一時停止規制は交差道路の車両に対する優先を決めるモノですが、このような状況では一時停止規制は横断歩行者の確認のためにも課されているのだとして注意義務違反を認定しています。

 

まあ、止まれと書いてあるのに突破すりゃトラブルが起きるのは当然。

 

ちなみにオートバイが転倒したのにも理由があるのですが、今回は控えたいと思います。
いったい何をしているのやら。

減速接近義務

前段の減速接近義務は昭和46年改正で作られた規定ですが、業務上過失致死傷判例では当たり前のように認められてきた減速接近義務違反を、現に事故が起きてなくても取締り可能にするために新設したとあります。

車両等が横断歩道に接近する場合の義務に違反した場合には、それだけで第38条第1項の違反となる。
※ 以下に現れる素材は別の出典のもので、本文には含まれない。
//! Column selection and typed row extraction

use polars::prelude::*;

use crate::error::{PipelineError, Result};
use crate::pipeline::RawListing;

/// Source column renamed to `zipcode` during selection
pub const NEIGHBOURHOOD_COLUMN: &str = "neighbourhood_cleansed";

/// Name the neighbourhood column carries after selection
pub const ZIPCODE_COLUMN: &str = "zipcode";

/// Columns the pipeline reads from the export, in projection order.
pub const SOURCE_COLUMNS: [&str; 19] = [
    "id",
    "last_scraped",
    "host_since",
    "host_response_time",
    "host_response_rate",
    "host_is_superhost",
    "host_listings_count",
    NEIGHBOURHOOD_COLUMN,
    "property_type",
    "room_type",
    "accommodates",
    "bathrooms_text",
    "bedrooms",
    "beds",
    "amenities",
    "price",
    "minimum_nights",
    "maximum_nights",
    "review_scores_rating",
];

/// Cell values treated as missing in addition to a null cell
pub const MISSING_MARKERS: [&str; 3] = ["", "NA", "N/A"];

/// Check a header against [`SOURCE_COLUMNS`].
///
/// Every absent column is reported at once so a changed export format is
/// diagnosed in a single run.
pub fn check_columns(available: &[String]) -> Result<()> {
    let missing: Vec<String> = SOURCE_COLUMNS
        .iter()
        .filter(|name| !available.iter().any(|a| a == *name))
        .map(|name| name.to_string())
        .collect();

    if !missing.is_empty() {
        return Err(PipelineError::MissingColumns { missing });
    }
    Ok(())
}

/// Project the export onto [`SOURCE_COLUMNS`] and rename the neighbourhood column.
pub fn select_columns(df: &DataFrame) -> Result<DataFrame> {
    let available: Vec<String> = df
        .get_column_names()
        .iter()
        .map(|s| s.to_string())
        .collect();
    check_columns(&available)?;

    let mut projected = df.select(SOURCE_COLUMNS)?;
    projected.rename(NEIGHBOURHOOD_COLUMN, ZIPCODE_COLUMN.into())?;
    Ok(projected)
}

/// Convert a projected table into owned raw rows.
///
/// Columns are cast to `String` first, so a table read with schema
/// inference enabled is accepted as well.
pub fn to_raw_listings(projected: &DataFrame) -> Result<Vec<RawListing>> {
    let column = |name: &str| -> Result<Vec<Option<String>>> {
        let col = projected.column(name)?.cast(&DataType::String)?;
        let values = col
            .as_materialized_series()
            .str()?
            .into_iter()
            .map(clean_cell)
            .collect();
        Ok(values)
    };

    let mut ids = column("id")?.into_iter();
    let mut last_scraped = column("last_scraped")?.into_iter();
    let mut host_since = column("host_since")?.into_iter();
    let mut host_response_time = column("host_response_time")?.into_iter();
    let mut host_response_rate = column("host_response_rate")?.into_iter();
    let mut host_is_superhost = column("host_is_superhost")?.into_iter();
    let mut host_listings_count = column("host_listings_count")?.into_iter();
    let mut zipcode = column(ZIPCODE_COLUMN)?.into_iter();
    let mut property_type = column("property_type")?.into_iter();
    let mut room_type = column("room_type")?.into_iter();
    let mut accommodates = column("accommodates")?.into_iter();
    let mut bathrooms_text = column("bathrooms_text")?.into_iter();
    let mut bedrooms = column("bedrooms")?.into_iter();
    let mut beds = column("beds")?.into_iter();
    let mut amenities = column("amenities")?.into_iter();
    let mut price = column("price")?.into_iter();
    let mut minimum_nights = column("minimum_nights")?.into_iter();
    let mut maximum_nights = column("maximum_nights")?.into_iter();
    let mut review_scores_rating = column("review_scores_rating")?.into_iter();

    let rows = (0..projected.height())
        .map(|_| RawListing {
            id: ids.next().flatten(),
            last_scraped: last_scraped.next().flatten(),
            host_since: host_since.next().flatten(),
            host_response_time: host_response_time.next().flatten(),
            host_response_rate: host_response_rate.next().flatten(),
            host_is_superhost: host_is_superhost.next().flatten(),
            host_listings_count: host_listings_count.next().flatten(),
            zipcode: zipcode.next().flatten(),
            property_type: property_type.next().flatten(),
            room_type: room_type.next().flatten(),
            accommodates: accommodates.next().flatten(),
            bathrooms_text: bathrooms_text.next().flatten(),
            bedrooms: bedrooms.next().flatten(),
            beds: beds.next().flatten(),
            amenities: amenities.next().flatten(),
            price: price.next().flatten(),
            minimum_nights: minimum_nights.next().flatten(),
            maximum_nights: maximum_nights.next().flatten(),
            review_scores_rating: review_scores_rating.next().flatten(),
        })
        .collect();

    Ok(rows)
}

fn clean_cell(value: Option<&str>) -> Option<String> {
    let trimmed = value?.trim();
    if MISSING_MARKERS.contains(&trimmed) {
        None
    } else {
        Some(trimmed.to_string())
    }
}
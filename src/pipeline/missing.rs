//! Missing value analysis over the transformed listings

use crate::pipeline::{CategoricalColumn, DateColumn, EnrichedListing, NumericColumn};

/// Missing ratio of every reported column, sorted descending.
///
/// Columns whose nulls do not mean missing (the review category) are skipped.
///
/// Ties keep column declaration order so output is stable between runs.
pub fn analyze_missing_values(rows: &[EnrichedListing]) -> Vec<(String, f64)> {
    // Handle empty input
    if rows.is_empty() {
        return Vec::new();
    }

    let total = rows.len() as f64;
    let ratio = |nulls: usize| nulls as f64 / total;

    let mut missing_ratios: Vec<(String, f64)> = Vec::new();

    for column in DateColumn::ALL {
        let nulls = rows.iter().filter(|r| column.value(r).is_none()).count();
        missing_ratios.push((column.name().to_string(), ratio(nulls)));
    }
    for column in NumericColumn::ALL {
        let nulls = rows.iter().filter(|r| column.value(r).is_none()).count();
        missing_ratios.push((column.name().to_string(), ratio(nulls)));
    }
    for column in CategoricalColumn::ALL {
        if column.null_label() != "missing" {
            continue;
        }
        let nulls = rows.iter().filter(|r| column.value(r).is_none()).count();
        missing_ratios.push((column.name().to_string(), ratio(nulls)));
    }

    // Stable sort by missing ratio descending
    missing_ratios.sort_by(|a, b| b.1.partial_cmp(&a.1).unwrap_or(std::cmp::Ordering::Equal));

    missing_ratios
}

/// Columns whose missing ratio is strictly above `threshold`
pub fn get_columns_above_threshold(missing_ratios: &[(String, f64)], threshold: f64) -> Vec<String> {
    missing_ratios
        .iter()
        .filter(|(_, ratio)| *ratio > threshold)
        .map(|(name, _)| name.clone())
        .collect()
}
//! Pipeline configuration
//!
//! Defaults reproduce the Asheville analysis. A JSON file may override any
//! subset of keys; missing keys keep their defaults.

use std::path::Path;

use serde::{Deserialize, Serialize};

use crate::error::{PipelineError, Result};
use crate::pipeline::NumericColumn;

/// Zipcode of the Asheville central business district
pub const DEFAULT_CENTRAL_ZIPCODE: &str = "28801";

/// Ratings strictly above this value are classified as good
pub const DEFAULT_GOOD_REVIEW_THRESHOLD: f64 = 4.8;

#[derive(Debug, Clone, PartialEq, Serialize, Deserialize)]
#[serde(default)]
pub struct PipelineConfig {
    pub central_zipcode: String,
    pub good_review_threshold: f64,
    /// chrono format strings, tried in order
    pub date_formats: Vec<String>,
    pub days_per_year: f64,
    pub correlation_columns: Vec<NumericColumn>,
    pub pair_columns: Vec<NumericColumn>,
    pub histogram_bins: usize,
}

impl Default for PipelineConfig {
    fn default() -> Self {
        Self {
            central_zipcode: DEFAULT_CENTRAL_ZIPCODE.to_string(),
            good_review_threshold: DEFAULT_GOOD_REVIEW_THRESHOLD,
            date_formats: vec!["%Y-%m-%d".to_string(), "%m/%d/%Y".to_string()],
            days_per_year: 365.25,
            correlation_columns: vec![
                NumericColumn::Price,
                NumericColumn::Accommodates,
                NumericColumn::Bedrooms,
                NumericColumn::Beds,
                NumericColumn::Bathrooms,
                NumericColumn::AmenitiesCount,
                NumericColumn::YearsHosting,
                NumericColumn::HostListingsCount,
                NumericColumn::HostResponseRate,
                NumericColumn::ReviewScoresRating,
                NumericColumn::MinimumNights,
            ],
            pair_columns: vec![
                NumericColumn::Price,
                NumericColumn::Accommodates,
                NumericColumn::Bathrooms,
                NumericColumn::AmenitiesCount,
                NumericColumn::ReviewScoresRating,
            ],
            histogram_bins: 10,
        }
    }
}

impl PipelineConfig {
    /// Load overrides from a JSON file and validate the result.
    pub fn from_json_file(path: &Path) -> Result<Self> {
        if !path.exists() {
            return Err(PipelineError::InputNotFound(path.to_path_buf()));
        }
        let text = std::fs::read_to_string(path)?;
        let config: PipelineConfig = serde_json::from_str(&text)?;
        config.validate()?;
        Ok(config)
    }

    pub fn validate(&self) -> Result<()> {
        if self.central_zipcode.trim().is_empty() {
            return Err(PipelineError::InvalidConfig(
                "central_zipcode must not be empty".to_string(),
            ));
        }
        if !self.good_review_threshold.is_finite() {
            return Err(PipelineError::InvalidConfig(format!(
                "good_review_threshold must be finite, got {}",
                self.good_review_threshold
            )));
        }
        if self.date_formats.is_empty() {
            return Err(PipelineError::InvalidConfig(
                "at least one date format is required".to_string(),
            ));
        }
        if self.days_per_year.is_nan() || self.days_per_year <= 0.0 {
            return Err(PipelineError::InvalidConfig(format!(
                "days_per_year must be positive, got {}",
                self.days_per_year
            )));
        }
        if self.correlation_columns.len() < 2 {
            return Err(PipelineError::InvalidConfig(
                "correlation_columns needs at least two columns".to_string(),
            ));
        }
        if self.pair_columns.is_empty() {
            return Err(PipelineError::InvalidConfig(
                "pair_columns must not be empty".to_string(),
            ));
        }
        if self.histogram_bins == 0 {
            return Err(PipelineError::InvalidConfig(
                "histogram_bins must be at least 1".to_string(),
            ));
        }
        Ok(())
    }
}
//! Progress helpers using indicatif

use indicatif::{ProgressBar, ProgressStyle};

/// Create a spinner for indeterminate progress
pub fn create_spinner(message: &str) -> ProgressBar {
    let pb = ProgressBar::new_spinner();
    pb.set_style(
        ProgressStyle::default_spinner()
            .template("    {spinner:.cyan} {msg}")
            .unwrap_or_else(|_| ProgressStyle::default_spinner())
            .tick_chars("⠋⠙⠹⠸⠼⠴⠦⠧⠇⠏ "),
    );
    pb.set_message(message.to_string());
    pb.enable_steady_tick(std::time::Duration::from_millis(100));
    pb
}

/// Finish a spinner with a success message
pub fn finish_with_success(pb: &ProgressBar, message: &str) {
    pb.finish_with_message(format!("✅ {}", message));
}

/// Finish a spinner with a warning message
pub fn finish_with_warning(pb: &ProgressBar, message: &str) {
    pb.finish_with_message(format!("⚠️  {}", message));
}
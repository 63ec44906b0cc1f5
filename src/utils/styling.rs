//! Terminal styling utilities

use std::path::Path;
use std::time::Duration;

use console::{style, Emoji};

use crate::config::PipelineConfig;

// Emoji icons with fallbacks for terminals that don't support them
pub static INFO: Emoji<'_, '_> = Emoji("ℹ️  ", "[*] ");
pub static ROCKET: Emoji<'_, '_> = Emoji("🚀 ", ">> ");
pub static FOLDER: Emoji<'_, '_> = Emoji("📂 ", "");
pub static PIN: Emoji<'_, '_> = Emoji("📍 ", "");
pub static STAR: Emoji<'_, '_> = Emoji("⭐ ", "");
pub static CHART: Emoji<'_, '_> = Emoji("📊 ", "");

/// Print the application banner
pub fn print_banner(version: &str) {
    println!();
    println!(
        "    {} {}",
        style("listscope").cyan().bold(),
        style(format!("v{}", version)).dim()
    );
    println!(
        "    {}",
        style("Listing export cleaning and exploratory statistics").dim()
    );
    println!("    {}", style("━".repeat(50)).dim());
    println!();
}

/// Print configuration card
pub fn print_config(input: &Path, config: &PipelineConfig) {
    let box_width = 56;
    let line = "─".repeat(box_width - 2);

    println!("    ┌{}┐", line);
    println!(
        "    │ {}{}│",
        style("⚙️  Configuration").cyan().bold(),
        " ".repeat(box_width - 20)
    );
    println!("    ├{}┤", line);
    println!(
        "    │  {} Input:           {:<30}│",
        FOLDER,
        truncate_path(input, 30)
    );
    println!(
        "    │  {} Central zipcode: {:<30}│",
        PIN,
        style(truncate_string(&config.central_zipcode, 30)).yellow()
    );
    println!(
        "    │  {} Good review >    {:<30}│",
        STAR,
        style(format!("{:.2}", config.good_review_threshold)).yellow()
    );
    println!(
        "    │  {} Correlated cols: {:<30}│",
        CHART,
        style(config.correlation_columns.len()).yellow()
    );
    println!("    └{}┘", line);
    println!();
}

/// Print a step header with styling
pub fn print_step_header(step_num: u8, title: &str) {
    println!();
    println!(
        "    {} {} {}",
        style(format!("STEP {}", step_num)).cyan().bold(),
        style("│").dim(),
        style(title).white().bold()
    );
    println!("    {}", style("─".repeat(50)).dim());
}

/// Print a success message
pub fn print_success(message: &str) {
    println!("    {} {}", style("✓").green().bold(), style(message).green());
}

/// Print an info message
pub fn print_info(message: &str) {
    println!("    {} {}", INFO, message);
}

/// Print elapsed time for a step
pub fn print_step_time(elapsed: Duration) {
    println!(
        "      {}",
        style(format!("({:.2}s)", elapsed.as_secs_f64())).dim()
    );
}

/// Print a styled count message
pub fn print_count(description: &str, count: usize, detail: Option<&str>) {
    if let Some(info) = detail {
        println!(
            "      Found {} {} {}",
            style(count).yellow().bold(),
            description,
            style(info).dim()
        );
    } else {
        println!(
            "      Found {} {}",
            style(count).yellow().bold(),
            description
        );
    }
}

/// Print the final completion message
pub fn print_completion() {
    println!();
    println!(
        "    {} {}",
        ROCKET,
        style("Analysis complete!").green().bold()
    );
    println!();
}

// Helper functions

fn truncate_path(path: &Path, max_len: usize) -> String {
    let path_str = path.display().to_string();
    truncate_string(&path_str, max_len)
}

fn truncate_string(s: &str, max_len: usize) -> String {
    if s.chars().count() <= max_len {
        s.to_string()
    } else {
        let tail: String = s
            .chars()
            .rev()
            .take(max_len.saturating_sub(3))
            .collect::<Vec<_>>()
            .into_iter()
            .rev()
            .collect();
        format!("...{}", tail)
    }
}

#[cfg(test)]
mod tests {
    use super::*;

    #[test]
    fn test_truncate_string_keeps_tail() {
        assert_eq!(truncate_string("short", 10), "short");
        assert_eq!(truncate_string("data/very/long/listings.csv", 12), "...tings.csv");
    }
}
use crate::error::PipelineError;
use crate::mapping::{
    MappingTable, SupplierContext, normalize, request_suggestions,
    unknown_direct_references,
};
use crate::oracle::{CompletionOptions, Oracle};
use crate::prompt::build_request;
use crate::schema::{TargetField, load_supplier_fields};
use serde::Serialize;
use std::path::{Path, PathBuf};
use std::sync::Arc;
use std::time::Duration;
use tokio::sync::Semaphore;
use tokio::task::JoinSet;
use tracing::{error, info, warn};

/// Everything a supplier run needs besides the field lists.
#[derive(Debug, Clone)]
pub struct MappingSettings {
    pub options: CompletionOptions,
    pub timeout: Duration,
    pub hints: Vec<String>,
    pub delimiter: u8,
}

/// Final result for one supplier.
#[derive(Debug, Clone, PartialEq, Eq, Serialize)]
pub struct SupplierReport {
    #[serde(flatten)]
    pub context: SupplierContext,
    pub discarded: usize,
    pub ambiguous: usize,
    pub unknown_direct: Vec<String>,
    pub mappings: MappingTable,
}

#[derive(Debug)]
pub struct SupplierOutcome {
    pub path: PathBuf,
    pub result: Result<SupplierReport, PipelineError>,
}

/// Request, normalize and audit the mapping for a single supplier.
pub async fn process_supplier(
    oracle: &dyn Oracle,
    target_fields: &[TargetField],
    context: SupplierContext,
    settings: &MappingSettings,
) -> Result<SupplierReport, PipelineError> {
    let payload =
        build_request(target_fields, &context.supplier_fields, &settings.hints)?;

    let suggestions = request_suggestions(
        oracle,
        &payload,
        &settings.options,
        settings.timeout,
    )
    .await?;

    let outcome = normalize(target_fields, &suggestions)?;

    let unknown_direct =
        unknown_direct_references(&outcome.table, &context.supplier_fields);
    if !unknown_direct.is_empty() {
        warn!(
            supplier = %context.label,
            fields = ?unknown_direct,
            "direct mappings name fields the supplier does not have"
        );
    }

    info!(
        supplier = %context.label,
        mapped = outcome.table.mapped_count(),
        total = target_fields.len(),
        discarded = outcome.discarded,
        "mapping table ready"
    );

    Ok(SupplierReport {
        context,
        discarded: outcome.discarded,
        ambiguous: outcome.ambiguous,
        unknown_direct,
        mappings: outcome.table,
    })
}

async fn process_supplier_file(
    oracle: &dyn Oracle,
    target_fields: &[TargetField],
    path: &Path,
    settings: &MappingSettings,
) -> Result<SupplierReport, PipelineError> {
    let supplier_fields = load_supplier_fields(path, settings.delimiter)?;
    let context = SupplierContext::from_path(path, supplier_fields);
    info!(
        supplier = %context.label,
        fields = context.supplier_fields.len(),
        "processing supplier"
    );
    process_supplier(oracle, target_fields, context, settings).await
}

/// Maps every supplier file, at most `concurrency` at a time.
///
/// Each supplier runs in its own task. A failure is logged and returned in
/// its outcome; the other suppliers are unaffected. Outcomes come back in
/// the order of `supplier_paths`.
pub async fn process_all(
    oracle: Arc<dyn Oracle>,
    target_fields: Arc<Vec<TargetField>>,
    supplier_paths: Vec<PathBuf>,
    settings: Arc<MappingSettings>,
    concurrency: usize,
) -> Vec<SupplierOutcome> {
    let semaphore = Arc::new(Semaphore::new(concurrency.max(1)));
    let mut tasks = JoinSet::new();

    for (index, path) in supplier_paths.iter().cloned().enumerate() {
        let oracle = Arc::clone(&oracle);
        let target_fields = Arc::clone(&target_fields);
        let settings = Arc::clone(&settings);
        let semaphore = Arc::clone(&semaphore);

        tasks.spawn(async move {
            let Ok(_permit) = semaphore.acquire_owned().await else {
                let failure =
                    PipelineError::Task("concurrency limiter closed".to_owned());
                return (index, Err(failure));
            };
            let result = process_supplier_file(
                oracle.as_ref(),
                &target_fields,
                &path,
                &settings,
            )
            .await;
            (index, result)
        });
    }

    let mut results: Vec<Option<Result<SupplierReport, PipelineError>>> =
        supplier_paths.iter().map(|_| None).collect();

    while let Some(joined) = tasks.join_next().await {
        match joined {
            Ok((index, result)) => {
                if let Some(slot) = results.get_mut(index) {
                    *slot = Some(result);
                }
            }
            Err(e) => error!("supplier task panicked: {e}"),
        }
    }

    supplier_paths
        .into_iter()
        .zip(results)
        .map(|(path, result)| {
            let result = result.unwrap_or_else(|| {
                Err(PipelineError::Task("task did not complete".to_owned()))
            });
            if let Err(e) = &result {
                error!(supplier = %path.display(), "mapping failed: {e}");
            }
            SupplierOutcome { path, result }
        })
        .collect()
}
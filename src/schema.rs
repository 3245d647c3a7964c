use crate::error::{LoadError, SchemaError};
use csv::{ReaderBuilder, Trim};
use serde::Deserialize;
use std::collections::HashSet;
use std::fs;
use std::path::Path;

pub const TARGET_LIST: &str = "target";
pub const SUPPLIER_LIST: &str = "supplier";

/// A field of the fixed destination schema.
#[derive(Debug, Clone, PartialEq, Eq)]
pub struct TargetField {
    pub name: String,
    pub description: Option<String>,
}

#[cfg(test)]
impl TargetField {
    pub fn new(name: impl Into<String>) -> Self {
        Self {
            name: name.into(),
            description: None,
        }
    }

    #[must_use]
    pub fn with_description(mut self, description: impl Into<String>) -> Self {
        self.description = Some(description.into());
        self
    }
}

impl AsRef<str> for TargetField {
    fn as_ref(&self) -> &str {
        &self.name
    }
}

impl<'de> Deserialize<'de> for TargetField {
    fn deserialize<D>(deserializer: D) -> Result<Self, D::Error>
    where
        D: serde::Deserializer<'de>,
    {
        #[derive(Deserialize)]
        struct RawTargetField {
            field_name: String,
            #[serde(default)]
            description: Option<String>,
        }

        let raw = RawTargetField::deserialize(deserializer)?;

        let description = raw
            .description
            .map(|d| d.trim().to_owned())
            .filter(|d| !d.is_empty());

        Ok(Self {
            name: raw.field_name.trim().to_owned(),
            description,
        })
    }
}

/// Checks the per-list invariants: every name non-empty, no name twice.
pub fn validate_field_names<'a, I>(
    list: &'static str,
    names: I,
) -> Result<(), SchemaError>
where
    I: IntoIterator<Item = &'a str>,
{
    let mut seen = HashSet::new();

    for (index, name) in names.into_iter().enumerate() {
        if name.trim().is_empty() {
            return Err(SchemaError::EmptyFieldName {
                list,
                position: index.saturating_add(1),
            });
        }
        if !seen.insert(name) {
            return Err(SchemaError::DuplicateField {
                list,
                name: name.to_owned(),
            });
        }
    }

    Ok(())
}

pub fn validate_target_fields<S: AsRef<str>>(
    fields: &[S],
) -> Result<(), SchemaError> {
    if fields.is_empty() {
        return Err(SchemaError::EmptyTargetFields);
    }
    validate_field_names(TARGET_LIST, fields.iter().map(AsRef::as_ref))
}

pub fn parse_target_csv(
    csv_content: &str,
    path: &Path,
) -> Result<Vec<TargetField>, LoadError> {
    let mut reader = ReaderBuilder::new()
        .trim(Trim::Headers)
        .from_reader(csv_content.as_bytes());

    let has_name_column = reader
        .headers()
        .map_err(|source| LoadError::Csv {
            path: path.to_path_buf(),
            source,
        })?
        .iter()
        .any(|h| h == "field_name");
    if !has_name_column {
        return Err(LoadError::MissingColumn {
            path: path.to_path_buf(),
            column: "field_name",
        });
    }

    let fields = reader
        .deserialize()
        .collect::<Result<Vec<TargetField>, _>>()
        .map_err(|source| LoadError::Csv {
            path: path.to_path_buf(),
            source,
        })?;

    validate_target_fields(&fields).map_err(|source| LoadError::Schema {
        path: path.to_path_buf(),
        source,
    })?;

    Ok(fields)
}

/// Supplier field names are the header row of the supplier's data file.
pub fn parse_supplier_headers(
    csv_content: &str,
    delimiter: u8,
    path: &Path,
) -> Result<Vec<String>, LoadError> {
    let mut reader = ReaderBuilder::new()
        .delimiter(delimiter)
        .has_headers(true)
        .from_reader(csv_content.as_bytes());

    let fields: Vec<String> = reader
        .headers()
        .map_err(|source| LoadError::Csv {
            path: path.to_path_buf(),
            source,
        })?
        .iter()
        .map(|h| h.trim().to_owned())
        .collect();

    validate_field_names(SUPPLIER_LIST, fields.iter().map(String::as_str))
        .map_err(|source| LoadError::Schema {
            path: path.to_path_buf(),
            source,
        })?;

    Ok(fields)
}

fn read_file(path: &Path) -> Result<String, LoadError> {
    fs::read_to_string(path).map_err(|source| LoadError::Io {
        path: path.to_path_buf(),
        source,
    })
}

pub fn load_target_fields(path: &Path) -> Result<Vec<TargetField>, LoadError> {
    parse_target_csv(&read_file(path)?, path)
}

pub fn load_supplier_fields(
    path: &Path,
    delimiter: u8,
) -> Result<Vec<String>, LoadError> {
    parse_supplier_headers(&read_file(path)?, delimiter, path)
}
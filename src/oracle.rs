use crate::error::OracleError;
use async_trait::async_trait;
use reqwest::Client;
use serde_json::{Value, json};
use tracing::debug;

pub const DEFAULT_BASE_URL: &str = "https://openrouter.ai/api/v1";
pub const DEFAULT_MODEL: &str = "openai/gpt-4o-mini";

#[derive(Debug, Clone, PartialEq)]
pub struct CompletionOptions {
    pub model: String,
    pub temperature: f64,
    pub max_output_tokens: u32,
    pub force_json_output: bool,
}

impl Default for CompletionOptions {
    fn default() -> Self {
        Self {
            model: DEFAULT_MODEL.to_owned(),
            temperature: 0.0,
            max_output_tokens: 4096,
            force_json_output: true,
        }
    }
}

/// Anything that can turn a prompt into raw completion text.
///
/// This is the only network boundary of the tool. Implementations must not
/// retry on their own: every call to `complete` is one outbound request.
#[async_trait]
pub trait Oracle: Send + Sync {
    async fn complete(
        &self,
        system_instruction: &str,
        user_prompt: &str,
        options: &CompletionOptions,
    ) -> Result<String, OracleError>;
}

/// OpenAI-compatible chat completions endpoint (OpenRouter by default).
pub struct OpenRouterOracle {
    client: Client,
    base_url: String,
    api_key: String,
}

impl OpenRouterOracle {
    pub fn new(api_key: String, base_url: &str) -> Self {
        Self {
            client: Client::new(),
            base_url: base_url.trim_end_matches('/').to_owned(),
            api_key,
        }
    }

    fn endpoint(&self) -> String {
        format!("{}/chat/completions", self.base_url)
    }
}

pub fn build_request_body(
    system_instruction: &str,
    user_prompt: &str,
    options: &CompletionOptions,
) -> Value {
    let mut body = json!({
        "model": options.model,
        "messages": [
            { "role": "system", "content": system_instruction },
            { "role": "user", "content": user_prompt }
        ],
        "temperature": options.temperature,
        "max_tokens": options.max_output_tokens,
    });

    if options.force_json_output {
        body["response_format"] = json!({ "type": "json_object" });
    }

    body
}

/// Pulls the assistant message text out of a chat completions response.
pub fn extract_content(response: &Value) -> Result<String, OracleError> {
    if let Some(message) = response["error"]["message"].as_str() {
        return Err(OracleError::MalformedResponse(format!(
            "provider reported an error: {message}"
        )));
    }

    response["choices"][0]["message"]["content"]
        .as_str()
        .map(str::to_owned)
        .ok_or_else(|| {
            OracleError::MalformedResponse(
                "no choices[0].message.content in completion".to_owned(),
            )
        })
}

#[async_trait]
impl Oracle for OpenRouterOracle {
    async fn complete(
        &self,
        system_instruction: &str,
        user_prompt: &str,
        options: &CompletionOptions,
    ) -> Result<String, OracleError> {
        let request_body =
            build_request_body(system_instruction, user_prompt, options);

        debug!(model = %options.model, prompt_len = user_prompt.len(), "sending completion request");

        let response = self
            .client
            .post(self.endpoint())
            .header("Authorization", format!("Bearer {}", self.api_key))
            .header("Content-Type", "application/json")
            .json(&request_body)
            .send()
            .await?;

        let status = response.status();
        let response_text = response.text().await?;

        if !status.is_success() {
            return Err(OracleError::Status {
                status: status.as_u16(),
                body: response_text,
            });
        }

        let response_json: Value = serde_json::from_str(&response_text)
            .map_err(|e| {
                OracleError::MalformedResponse(format!(
                    "completion body is not JSON: {e}"
                ))
            })?;

        extract_content(&response_json)
    }
}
また、横断歩道の直前で停止できるような速度で進行してきた車両等が、横断歩道の直前で一時停止し、かつ、歩行者の通行を妨げないようにする義務に違反した場合も同様である。

 

道路交通法の一部を改正する法律(警察庁交通企画課)、月間交通、道路交通法研究会、東京法令出版、昭和46年8月

昭和46年以前は見通しが悪い横断歩道を無減速通過しても、結果的に「横断しようとする歩行者」がいなければ何ら違反ではなかった上、無減速接近による事故が普通に起きていた。
しかも昭和46年以前は38条に過失犯の処罰規定がなく、「いやー、歩行者がいたことに気がつきませんでした」と言えば故意がないため違反にならず、事故が起きたときしか処罰されないという状態を解消するため、過失犯の規定を作り、前段のみでも違反が取れるようにしたもの。

 

「止まれない」「止まると追突される」という話は菱形を見た時点で十分な減速をしなかった結果でしかないので、道路上に菱形を見たら十分な減速を。

 

ロードバイクだって、十分な減速しないまま急制動したら下手な人は前転します笑。
前転するような停止になるなら、やはり減速が不十分だったとしか言えないかと。

 

それとは別に、急制動時の後方荷重は練習しとかないとまずいですが。